▶ [WORK TO COMPLETE]: Below are the records. Retype exactly the lines between the lines holding "assert_eq!(login().await.status, StatusCode::OK);" and "are not limited.", inclusive.

▶

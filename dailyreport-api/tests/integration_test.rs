/// Integration tests for the Daily Report API
///
/// These tests drive the full router over an in-memory store:
/// - Authentication and the JWT layer
/// - Report and task authorization through HTTP
/// - Validation and error bodies
/// - Rate limiting and security headers

mod common;

use axum::http::{Method, StatusCode};
use common::{test_config, TestContext, PASSWORD};
use serde_json::json;

fn future_date() -> String {
    (chrono::Utc::now() + chrono::Duration::days(14))
        .format("%Y-%m-%d")
        .to_string()
}

async fn create_task_for(ctx: &TestContext, assignee: uuid::Uuid) -> String {
    let res = ctx
        .post(
            "/api/tasks",
            &ctx.admin.token,
            json!({
                "title": "Prepare the release notes",
                "description": "Collect merged changes since the last tag",
                "assignedTo": assignee,
                "dueDate": future_date(),
                "priority": "high"
            }),
        )
        .await;
    assert_eq!(res.status, StatusCode::CREATED, "{}", res.body);
    res.body["id"].as_str().unwrap().to_string()
}

#[tokio::test]
async fn test_health_reports_store_state() {
    let ctx = TestContext::new().await.unwrap();

    let res = ctx.send(Method::GET, "/health", None, None).await;

    assert_eq!(res.status, StatusCode::OK);
    assert_eq!(res.body["status"], "healthy");
    assert_eq!(res.body["database"], "connected");
}

#[tokio::test]
async fn test_security_headers_on_every_response() {
    let ctx = TestContext::new().await.unwrap();

    let res = ctx.send(Method::GET, "/health", None, None).await;
    assert_eq!(res.headers["x-content-type-options"], "nosniff");
    assert_eq!(res.headers["x-frame-options"], "DENY");
    assert!(res.headers.get("strict-transport-security").is_none());

    let missing = ctx.send(Method::GET, "/nowhere", None, None).await;
    assert_eq!(missing.status, StatusCode::NOT_FOUND);
    assert_eq!(missing.body["error"], "not_found");
    assert_eq!(missing.headers["x-content-type-options"], "nosniff");
}

#[tokio::test]
async fn test_register_and_login() {
    let ctx = TestContext::new().await.unwrap();

    let res = ctx
        .send(
            Method::POST,
            "/api/auth/register",
            None,
            Some(json!({
                "name": "Grace Hopper",
                "email": "Grace@Example.com",
                "password": "Cobol1959"
            })),
        )
        .await;
    assert_eq!(res.status, StatusCode::CREATED, "{}", res.body);
    assert!(res.body["token"].is_string());
    assert_eq!(res.body["user"]["email"], "grace@example.com");
    assert_eq!(res.body["user"]["role"], "user");
    assert!(res.body["user"].get("password_hash").is_none());

    let token = res.body["token"].as_str().unwrap().to_string();
    let me = ctx.get("/api/auth/current", &token).await;
    assert_eq!(me.status, StatusCode::OK);
    assert_eq!(me.body["name"], "Grace Hopper");

    let login = ctx
        .send(
            Method::POST,
            "/api/auth/login",
            None,
            Some(json!({ "email": "grace@example.com", "password": "Cobol1959" })),
        )
        .await;
    assert_eq!(login.status, StatusCode::OK);
}

#[tokio::test]
async fn test_register_rejects_duplicates_and_weak_passwords() {
    let ctx = TestContext::new().await.unwrap();

    let taken = ctx
        .send(
            Method::POST,
            "/api/auth/register",
            None,
            Some(json!({ "name": "Alice", "email": "alice@example.com", "password": PASSWORD })),
        )
        .await;
    assert_eq!(taken.status, StatusCode::CONFLICT);
    assert_eq!(taken.body["message"], "Email already exists");

    let weak = ctx
        .send(
            Method::POST,
            "/api/auth/register",
            None,
            Some(json!({ "name": "Eve", "email": "eve@example.com", "password": "password" })),
        )
        .await;
    assert_eq!(weak.status, StatusCode::UNPROCESSABLE_ENTITY);
    assert_eq!(weak.body["error"], "validation_error");
    assert_eq!(weak.body["details"][0]["field"], "password");
}

#[tokio::test]
async fn test_login_failures_share_one_message() {
    let ctx = TestContext::new().await.unwrap();

    for (email, password) in [
        ("alice@example.com", "Wrong1234"),
        ("nobody@example.com", PASSWORD),
    ] {
        let res = ctx
            .send(
                Method::POST,
                "/api/auth/login",
                None,
                Some(json!({ "email": email, "password": password })),
            )
            .await;
        assert_eq!(res.status, StatusCode::UNAUTHORIZED);
        assert_eq!(res.body["message"], "Invalid credentials");
    }
}

#[tokio::test]
async fn test_change_password() {
    let ctx = TestContext::new().await.unwrap();

    let wrong = ctx
        .put(
            "/api/auth/password",
            &ctx.alice.token,
            json!({ "current_password": "Nope12345", "new_password": "Fresh4567" }),
        )
        .await;
    assert_eq!(wrong.status, StatusCode::UNPROCESSABLE_ENTITY);

    let ok = ctx
        .put(
            "/api/auth/password",
            &ctx.alice.token,
            json!({ "currentPassword": PASSWORD, "newPassword": "Fresh4567" }),
        )
        .await;
    assert_eq!(ok.status, StatusCode::OK, "{}", ok.body);
    assert_eq!(ok.body["message"], "Password updated successfully");

    let login = ctx
        .send(
            Method::POST,
            "/api/auth/login",
            None,
            Some(json!({ "email": "alice@example.com", "password": "Fresh4567" })),
        )
        .await;
    assert_eq!(login.status, StatusCode::OK);
}

#[tokio::test]
async fn test_protected_routes_need_a_token() {
    let ctx = TestContext::new().await.unwrap();

    let missing = ctx.send(Method::GET, "/api/reports", None, None).await;
    assert_eq!(missing.status, StatusCode::UNAUTHORIZED);

    let forged = ctx.get("/api/tasks", "not-a-jwt").await;
    assert_eq!(forged.status, StatusCode::UNAUTHORIZED);
}

#[tokio::test]
async fn test_report_visibility() {
    let ctx = TestContext::new().await.unwrap();

    let private = ctx
        .post(
            "/api/reports",
            &ctx.alice.token,
            json!({ "title": "Private", "content": "Only for me and admins" }),
        )
        .await;
    assert_eq!(private.status, StatusCode::CREATED);
    assert_eq!(private.body["author"]["id"], json!(ctx.alice.user.id));
    assert_eq!(private.body["status"], "draft");

    let public = ctx
        .post(
            "/api/reports",
            &ctx.alice.token,
            json!({ "title": "Public", "content": "Everyone may read", "isPublic": true }),
        )
        .await;
    assert_eq!(public.status, StatusCode::CREATED);

    let listed = ctx.get("/api/reports", &ctx.bob.token).await;
    assert_eq!(listed.status, StatusCode::OK);
    assert_eq!(listed.body["total_count"], 1);
    assert_eq!(listed.body["items"][0]["title"], "Public");

    let id = private.body["id"].as_str().unwrap();
    let denied = ctx.get(&format!("/api/reports/{}", id), &ctx.bob.token).await;
    assert_eq!(denied.status, StatusCode::FORBIDDEN);

    let admin_view = ctx.get(&format!("/api/reports/{}", id), &ctx.admin.token).await;
    assert_eq!(admin_view.status, StatusCode::OK);
    assert_eq!(admin_view.body["comments"], json!([]));

    let other = ctx
        .get(
            &format!("/api/reports/user/{}", ctx.alice.user.id),
            &ctx.bob.token,
        )
        .await;
    assert_eq!(other.status, StatusCode::FORBIDDEN);
}

#[tokio::test]
async fn test_report_review_fields_are_admin_only() {
    let ctx = TestContext::new().await.unwrap();
    let created = ctx
        .post(
            "/api/reports",
            &ctx.alice.token,
            json!({ "title": "Week 12", "content": "Shipped the exporter" }),
        )
        .await;
    let uri = format!("/api/reports/{}", created.body["id"].as_str().unwrap());

    let own = ctx
        .put(&uri, &ctx.alice.token, json!({ "status": "approved", "title": "x" }))
        .await;
    assert_eq!(own.status, StatusCode::OK);
    assert_eq!(own.body["title"], "x");
    assert_eq!(own.body["status"], "draft");

    let reviewed = ctx.put(&uri, &ctx.admin.token, json!({ "status": "approved" })).await;
    assert_eq!(reviewed.body["status"], "approved");
    assert!(reviewed.body["approved_at"].is_string());
    assert_eq!(reviewed.body["approved_by"]["id"], json!(ctx.admin.user.id));

    let deleted = ctx.delete(&uri, &ctx.alice.token).await;
    assert_eq!(deleted.status, StatusCode::OK);
    assert_eq!(deleted.body["message"], "Report deleted successfully");
    assert_eq!(ctx.get(&uri, &ctx.alice.token).await.status, StatusCode::NOT_FOUND);
}

#[tokio::test]
async fn test_task_authorization() {
    let ctx = TestContext::new().await.unwrap();

    let by_user = ctx
        .post(
            "/api/tasks",
            &ctx.alice.token,
            json!({
                "title": "Self assigned work",
                "description": "Users cannot create tasks",
                "assignedTo": ctx.alice.user.id,
                "dueDate": future_date()
            }),
        )
        .await;
    assert_eq!(by_user.status, StatusCode::FORBIDDEN);

    let id = create_task_for(&ctx, ctx.bob.user.id).await;
    let uri = format!("/api/tasks/{}", id);

    assert_eq!(ctx.get(&uri, &ctx.alice.token).await.status, StatusCode::FORBIDDEN);
    let mine = ctx.get(&uri, &ctx.bob.token).await;
    assert_eq!(mine.status, StatusCode::OK);
    assert_eq!(mine.body["assigned_by"]["id"], json!(ctx.admin.user.id));
    assert_eq!(mine.body["is_overdue"], false);

    let updated = ctx
        .put(&uri, &ctx.bob.token, json!({ "status": "completed", "priority": "low" }))
        .await;
    assert_eq!(updated.status, StatusCode::OK);
    assert_eq!(updated.body["status"], "completed");
    assert_eq!(updated.body["priority"], "high");
    assert!(updated.body["completed_date"].is_string());

    assert_eq!(ctx.delete(&uri, &ctx.bob.token).await.status, StatusCode::FORBIDDEN);
    assert_eq!(ctx.delete(&uri, &ctx.admin.token).await.status, StatusCode::OK);
    assert_eq!(ctx.delete(&uri, &ctx.admin.token).await.status, StatusCode::OK);
    assert_eq!(ctx.get(&uri, &ctx.bob.token).await.status, StatusCode::NOT_FOUND);
    assert_eq!(ctx.get(&uri, &ctx.admin.token).await.body["is_active"], false);
}

#[tokio::test]
async fn test_linked_report_requires_assignment() {
    let ctx = TestContext::new().await.unwrap();
    let task_id = create_task_for(&ctx, ctx.bob.user.id).await;

    let body = json!({ "title": "Release notes", "content": "Drafted section one", "task": task_id });

    let ok = ctx.post("/api/reports", &ctx.bob.token, body.clone()).await;
    assert_eq!(ok.status, StatusCode::CREATED);
    assert_eq!(ok.body["task"]["id"], json!(task_id));
    assert_eq!(ok.body["task"]["priority"], "high");

    let denied = ctx.post("/api/reports", &ctx.alice.token, body).await;
    assert_eq!(denied.status, StatusCode::FORBIDDEN);
    assert_eq!(denied.body["message"], "Task is not assigned to you");
}

#[tokio::test]
async fn test_task_search_stats_and_comments() {
    let ctx = TestContext::new().await.unwrap();
    let id = create_task_for(&ctx, ctx.bob.user.id).await;

    let found = ctx.get("/api/tasks/search?q=release", &ctx.bob.token).await;
    assert_eq!(found.status, StatusCode::OK);
    assert_eq!(found.body.as_array().map(Vec::len), Some(1));

    let short = ctx.get("/api/tasks/search?q=r", &ctx.bob.token).await;
    assert_eq!(short.status, StatusCode::UNPROCESSABLE_ENTITY);

    let mine = ctx.get("/api/tasks/my-tasks", &ctx.bob.token).await;
    assert_eq!(mine.body[0]["id"], json!(id));

    let stats = ctx.get("/api/tasks/stats", &ctx.bob.token).await;
    assert_eq!(stats.status, StatusCode::OK);
    assert_eq!(stats.body["total"], 1);
    assert_eq!(stats.body["by_status"].as_array().map(Vec::len), Some(4));

    let comment = ctx
        .post(
            &format!("/api/tasks/{}/comments", id),
            &ctx.bob.token,
            json!({ "content": "Started on this" }),
        )
        .await;
    assert_eq!(comment.status, StatusCode::CREATED);
    assert_eq!(comment.body["user"]["name"], "Bob");
}

#[tokio::test]
async fn test_validation_errors() {
    let ctx = TestContext::new().await.unwrap();

    let empty = ctx
        .post("/api/reports", &ctx.alice.token, json!({ "title": "", "content": "x" }))
        .await;
    assert_eq!(empty.status, StatusCode::UNPROCESSABLE_ENTITY);
    assert_eq!(empty.body["details"][0]["field"], "title");

    let bad_sort = ctx.get("/api/reports?sortBy=secret", &ctx.alice.token).await;
    assert_eq!(bad_sort.status, StatusCode::UNPROCESSABLE_ENTITY);

    let bad_id = ctx.get("/api/reports/not-a-uuid", &ctx.alice.token).await;
    assert_eq!(bad_id.status, StatusCode::UNPROCESSABLE_ENTITY);
    assert_eq!(bad_id.body["details"][0]["field"], "id");

    let bad_limit = ctx.get("/api/tasks?limit=500", &ctx.alice.token).await;
    assert_eq!(bad_limit.status, StatusCode::UNPROCESSABLE_ENTITY);
}

#[tokio::test]
async fn test_user_administration() {
    let ctx = TestContext::new().await.unwrap();

    assert_eq!(ctx.get("/api/users", &ctx.alice.token).await.status, StatusCode::FORBIDDEN);

    let all = ctx.get("/api/users?sortBy=name&sortOrder=asc", &ctx.admin.token).await;
    assert_eq!(all.status, StatusCode::OK);
    assert_eq!(all.body["total_count"], 3);
    assert_eq!(all.body["items"][0]["name"], "Admin");

    let self_delete = ctx
        .delete(&format!("/api/users/{}", ctx.admin.user.id), &ctx.admin.token)
        .await;
    assert_eq!(self_delete.status, StatusCode::UNPROCESSABLE_ENTITY);

    let deactivate = ctx
        .put(
            &format!("/api/users/{}", ctx.bob.user.id),
            &ctx.admin.token,
            json!({ "isActive": false }),
        )
        .await;
    assert_eq!(deactivate.status, StatusCode::OK);
    assert_eq!(deactivate.body["is_active"], false);

    // A token for a deactivated account stops working.
    let res = ctx.get("/api/auth/current", &ctx.bob.token).await;
    assert_eq!(res.status, StatusCode::UNAUTHORIZED);
}

#[tokio::test]
async fn test_auth_routes_are_rate_limited() {
    let mut config = test_config();
    config.rate_limit.auth_max_requests = 2;
    let ctx = TestContext::with_config(config).await.unwrap();

    let login = || {
        ctx.send(
            Method::POST,
            "/api/auth/login",
            None,
            Some(json!({ "email": "alice@example.com", "password": PASSWORD })),
        )
    };

    let first = login().await;
    assert_eq!(first.status, StatusCode::OK);
    assert_eq!(first.headers["x-ratelimit-limit"], "2");
    assert_eq!(login().await.status, StatusCode::OK);

    let limited = login().await;
    assert_eq!(limited.status, StatusCode::TOO_MANY_REQUESTS);
    assert_eq!(limited.body["error"], "rate_limit_exceeded");
    assert!(limited.headers.contains_key("retry-after"));

    // Other route groups are not limited.
    assert_eq!(ctx.get("/api/reports", &ctx.alice.token).await.status, StatusCode::OK);
}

◀

▶ [OUTPUT OF THE TASK]:
    assert_eq!(login().await.status, StatusCode::OK);

    let limited = login().await;
    assert_eq!(limited.status, StatusCode::TOO_MANY_REQUESTS);
    assert_eq!(limited.body["error"], "rate_limit_exceeded");
    assert!(limited.headers.contains_key("retry-after"));

    // Other route groups are not limited.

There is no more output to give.